During periods of famine, have there been any instances of people reverting to hunter gathering successfully?

by mozygotflowzy
wotan_weevil

Generally not on a large or long-term scale, but certainly on small and short-term scale. Agricultural peoples usually live at relatively high population densities, beyond what can be supported by a hunter-gatherer lifestyle.

Famine typically results in people supplementing their inadequate usual supply of food with items they don't usually eat, or don't usually eat much of. Non-hunter-gather famine foods include crops grown as animal fodder or for non-food uses, and parts of food items not usually eaten. For example, during the "Hunger Winter" in the Netherlands (their late-WWII famine, which killed over 25,000 people), people ate:

  • potato peelings

  • sugar beet

  • tulip bulbs

Their diet also include foraged wild foods such as:

  • a wide variety of wild greens, such as nettles.

In some places, such wild greens are regularly eaten by people living in rural areas. Famine results in greater use of such foods. Mushrooms are sometimes considered famine food - eaten during famines, but otherwise avoided due to fear of poisoning.

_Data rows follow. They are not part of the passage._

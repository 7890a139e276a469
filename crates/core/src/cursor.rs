//! The stream cursor (C3): owns the current input fragment and charges every consumed byte to
//! the active field's position and to the hasher, with one deliberate exception.

use ustream_primitives::ParseFault;

use crate::hasher::TxHasher;

/// Advances a borrowed input fragment, feeding the hasher and the active field's position as it
/// goes.
///
/// The single self-encoded byte case (§4.3/§4.4 step 5) is the one place consumption and
/// hashing diverge: that byte is hashed once, while the header is being pre-decoded, then
/// handed back to the field dispatch as `pending_byte` so every field — single-byte or not —
/// goes through the same [`Cursor::copy_tx_data`] path. `copy_tx_data` recognizes the stashed
/// byte and skips hashing it a second time.
pub struct Cursor<'buf, H: TxHasher> {
    work_buffer: &'buf [u8],
    pending_byte: Option<u8>,
    current_field_pos: u32,
    processing_field: bool,
    hasher: H,
}

impl<'buf, H: TxHasher> Cursor<'buf, H> {
    pub fn new(hasher: H) -> Self {
        Self {
            work_buffer: &[],
            pending_byte: None,
            current_field_pos: 0,
            processing_field: false,
            hasher,
        }
    }

    /// Installs a new fragment. Called only from `process_tx`; `continue_tx` leaves whatever is
    /// left of the previous fragment in place.
    pub fn set_buffer(&mut self, bytes: &'buf [u8]) {
        self.work_buffer = bytes;
    }

    pub fn is_empty(&self) -> bool {
        self.pending_byte.is_none() && self.work_buffer.is_empty()
    }

    pub fn remaining(&self) -> usize {
        self.work_buffer.len() + self.pending_byte.is_some() as usize
    }

    /// Non-consuming look-ahead into the bytes available in the current fragment, for the
    /// custom-processor hook (C6) to peek at a selector before deciding whether to claim a
    /// field.
    pub fn peek(&self, n: usize) -> Option<&[u8]> {
        self.work_buffer.get(..n)
    }

    pub fn field_pos(&self) -> u32 {
        self.current_field_pos
    }

    pub fn is_processing_field(&self) -> bool {
        self.processing_field
    }

    /// Marks the start of a field's payload: resets the position counter and flips into
    /// payload-consuming mode (§3 invariant 4).
    pub fn begin_field(&mut self) {
        self.processing_field = true;
        self.current_field_pos = 0;
    }

    pub fn end_field(&mut self) {
        self.processing_field = false;
    }

    /// Records that `byte` was already consumed and hashed during header pre-decode, and must
    /// be replayed as the field's one-byte payload without hashing it again.
    pub fn stash_single_byte(&mut self, byte: u8) {
        self.pending_byte = Some(byte);
    }

    /// Reads and hashes a single byte, advancing the field position if a field is active. Used
    /// only while accumulating RLP header bytes (§4.4 step 4), where `processing_field` is
    /// always false, so the pending-byte replay path never applies here.
    pub fn read_byte(&mut self) -> Result<u8, ParseFault> {
        let (&first, rest) = self
            .work_buffer
            .split_first()
            .ok_or(ParseFault::BufferUnderflow)?;
        self.work_buffer = rest;
        if self.processing_field {
            self.current_field_pos += 1;
        }
        self.hasher.update(std::slice::from_ref(&first));
        Ok(first)
    }

    /// Copies (or discards, if `out` is `None`) `n` bytes from the fragment, feeding the hasher
    /// unless this is the replay of a self-encoded single byte already hashed during header
    /// pre-decode.
    pub fn copy_tx_data(&mut self, out: Option<&mut [u8]>, n: usize) -> Result<(), ParseFault> {
        if n == 0 {
            return Ok(());
        }
        if let Some(byte) = self.pending_byte.take() {
            debug_assert_eq!(n, 1, "a stashed single byte is always a one-byte field");
            if let Some(out) = out {
                out[0] = byte;
            }
            if self.processing_field {
                self.current_field_pos += 1;
            }
            return Ok(());
        }
        if self.work_buffer.len() < n {
            return Err(ParseFault::BufferUnderflow);
        }
        let (chunk, rest) = self.work_buffer.split_at(n);
        if let Some(out) = out {
            out.copy_from_slice(chunk);
        }
        self.hasher.update(chunk);
        self.work_buffer = rest;
        if self.processing_field {
            self.current_field_pos += n as u32;
        }
        Ok(())
    }

    pub fn into_hasher(self) -> H {
        self.hasher
    }
}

A notable Scandinavian famine food is "bark bread", bread made by mixing flour made from the inner bark (cambium) of trees (often birch, sometimes pine and other trees) with normal flour (often rye in Scandinavia). One Finnish description of hard times can be translated as "the bread was half bark".

Similarly, foraging peoples (i.e., hunter-gatherers) will make use of less desirable foods when their usual preferred foods are in short supply.

Whatever animals are available are often hunted, including small birds, cats, dogs, rats, lizards, snakes, insects, snails, sea anemones, and more.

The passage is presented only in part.